Now Mr. Gardiner raised his voice and said, "Emily you must not disturb Mr. Darcy. He might like to drink his coffee peacefully ... ."
Mr. Gardiner was pleased to have another proof of their guest's amiable character, on receiving an answer to set his mind as a host at rest. "No no, I am perfectly comfortable. Please do not make yourself uneasy."
Darcy now remembered more clearly, how the daily routine at Pemberley during his vacations from Eton and later Cambridge had included some time spent in the nursery with his sister. It seemed so long ago! Darcy smiled on Emily and asked her to show him the new game.

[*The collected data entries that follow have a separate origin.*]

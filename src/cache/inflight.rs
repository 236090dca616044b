//! In-flight request deduplication.
//!
//! Concurrent identical requests are coalesced into one network call: the
//! first caller for a key becomes the leader and everyone else gets a
//! waiter handle that observes the exact result of that single call. The
//! ticket is removed when the request settles, success or failure,
//! regardless of how many callers are waiting.

use std::collections::HashMap;
use std::sync::{Mutex, MutexGuard};

use log::{debug, warn};
use tokio::sync::watch;

use crate::models::Quote;

/// Registry of requests currently on the wire, keyed by method + URL.
pub struct InflightMap {
    pending: Mutex<HashMap<String, watch::Receiver<Option<Quote>>>>,
}

/// Role assigned to a caller joining a key.
pub enum Flight<'a> {
    /// This caller performs the request and settles the ticket.
    Leader(Ticket<'a>),
    /// Another caller is already on the wire; await its outcome.
    Waiter(Waiter),
}

/// The leader's handle. Settling publishes the result to all waiters;
/// dropping (settled or not) retires the key.
pub struct Ticket<'a> {
    map: &'a InflightMap,
    key: String,
    tx: watch::Sender<Option<Quote>>,
}

/// A waiter's handle on an in-flight request.
pub struct Waiter {
    rx: watch::Receiver<Option<Quote>>,
}

impl InflightMap {
    pub fn new() -> Self {
        Self {
            pending: Mutex::new(HashMap::new()),
        }
    }

    fn lock_pending(&self) -> MutexGuard<'_, HashMap<String, watch::Receiver<Option<Quote>>>> {
        self.pending.lock().unwrap_or_else(|poisoned| {
            warn!("Inflight map mutex was poisoned, recovering");
            poisoned.into_inner()
        })
    }

    /// Join a key, becoming leader if nothing is on the wire for it.
    pub fn join(&self, key: &str) -> Flight<'_> {
        let mut pending = self.lock_pending();

        if let Some(rx) = pending.get(key) {
            debug!("Inflight: joining pending request for {}", key);
            return Flight::Waiter(Waiter { rx: rx.clone() });
        }

        let (tx, rx) = watch::channel(None);
        pending.insert(key.to_string(), rx);
        Flight::Leader(Ticket {
            map: self,
            key: key.to_string(),
            tx,
        })
    }

    /// Number of requests currently on the wire.
    pub fn pending_count(&self) -> usize {
        self.lock_pending().len()
    }

    fn retire(&self, key: &str) {
        self.lock_pending().remove(key);
    }
}

impl Default for InflightMap {
    fn default() -> Self {
        Self::new()
    }
}

impl Ticket<'_> {
    /// Publish the settled result to every waiter.
    pub fn settle(&self, quote: &Quote) {
        let _ = self.tx.send(Some(quote.clone()));
    }
}

impl Drop for Ticket<'_> {
    fn drop(&mut self) {
        self.map.retire(&self.key);
    }
}

impl Waiter {
    /// Wait for the leader's result.
    ///
    /// Returns `None` only if the leader went away without settling (e.g.
    /// its task was dropped); callers then fall back through their own
    /// degradation path instead of retrying the network.
    pub async fn outcome(mut self) -> Option<Quote> {
        loop {
            if let Some(quote) = self.rx.borrow().clone() {
                return Some(quote);
            }
            if self.rx.changed().await.is_err() {
                // Sender dropped; pick up a value settled right before.
                return self.rx.borrow().clone();
            }
        }
    }
}

#[cfg(test)]
mod tests {
    use super::*;
    use crate::models::Provenance;
    use chrono::Utc;
    use rust_decimal_macros::dec;

    fn quote() -> Quote {
        Quote::from_observation(
            "XAU-USD",
            dec!(2650.10),
            dec!(2641.00),
            "USD",
            Utc::now(),
            Provenance::Live,
        )
    }

    #[test]
    fn test_first_joiner_leads_others_wait() {
        let map = InflightMap::new();

        let first = map.join("GET https://example/chart/QQQ");
        assert!(matches!(first, Flight::Leader(_)));
        assert_eq!(map.pending_count(), 1);

        let second = map.join("GET https://example/chart/QQQ");
        assert!(matches!(second, Flight::Waiter(_)));

        // Different key is independent.
        let other = map.join("GET https://example/chart/SPY");
        assert!(matches!(other, Flight::Leader(_)));
        assert_eq!(map.pending_count(), 2);
    }

    #[tokio::test]
    async fn test_waiters_observe_settled_result() {
        let map = InflightMap::new();

        let leader = match map.join("k") {
            Flight::Leader(t) => t,
            Flight::Waiter(_) => panic!("expected leader"),
        };
        let waiter = match map.join("k") {
            Flight::Waiter(w) => w,
            Flight::Leader(_) => panic!("expected waiter"),
        };

        let expected = quote();
        let handle = tokio::spawn(waiter.outcome());

        leader.settle(&expected);
        drop(leader);

        let observed = handle.await.unwrap().unwrap();
        assert_eq!(observed.price, expected.price);
        assert_eq!(map.pending_count(), 0);
    }

    #[tokio::test]
    async fn test_dropped_leader_wakes_waiters_empty_handed() {
        let map = InflightMap::new();

        let leader = match map.join("k") {
            Flight::Leader(t) => t,
            Flight::Waiter(_) => panic!("expected leader"),
        };
        let waiter = match map.join("k") {
            Flight::Waiter(w) => w,
            Flight::Leader(_) => panic!("expected waiter"),
        };

        drop(leader);
        assert!(waiter.outcome().await.is_none());
        assert_eq!(map.pending_count(), 0);
    }

    #[tokio::test]
    async fn test_key_is_retired_even_after_settle() {
        let map = InflightMap::new();
        {
            let leader = match map.join("k") {
                Flight::Leader(t) => t,
                Flight::Waiter(_) => panic!("expected leader"),
            };
            leader.settle(&quote());
        }
        // Next joiner becomes a fresh leader, not a waiter on a stale slot.
        assert!(matches!(map.join("k"), Flight::Leader(_)));
    }
}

"Now you must guess how many fingers I hold up." She hid her hands behind her back and looked him expectantly in the eyes. He realised that he was growing quite fond of her, she reminded him of Elizabeth Bennet. She had the same bouncing curls and in her eyes there was a familiar persistence ... .
"If you can guess, you get kisses! As a reward."
"I do?" He was nearly breathless to think of Miss Bennet playing this game. After several mistakes he managed to guess right ..."might there by any chance be three fingers then, I wonder?"
Her little face lit up from a sweet smile and she encouraged him. "Yes, that's it, Mr. Darcy. See, you can do it! Now you get the kisses."
"Yes, but since I don't know you ... ." She seized his hand and placed three hasty little kisses on the back of it.
He was moved and smiled on her. "Oh, that was ... kind."
She objected. "Not at all. You won them." Then she leaned towards him to whisper. "Maybe you would like one to keep?"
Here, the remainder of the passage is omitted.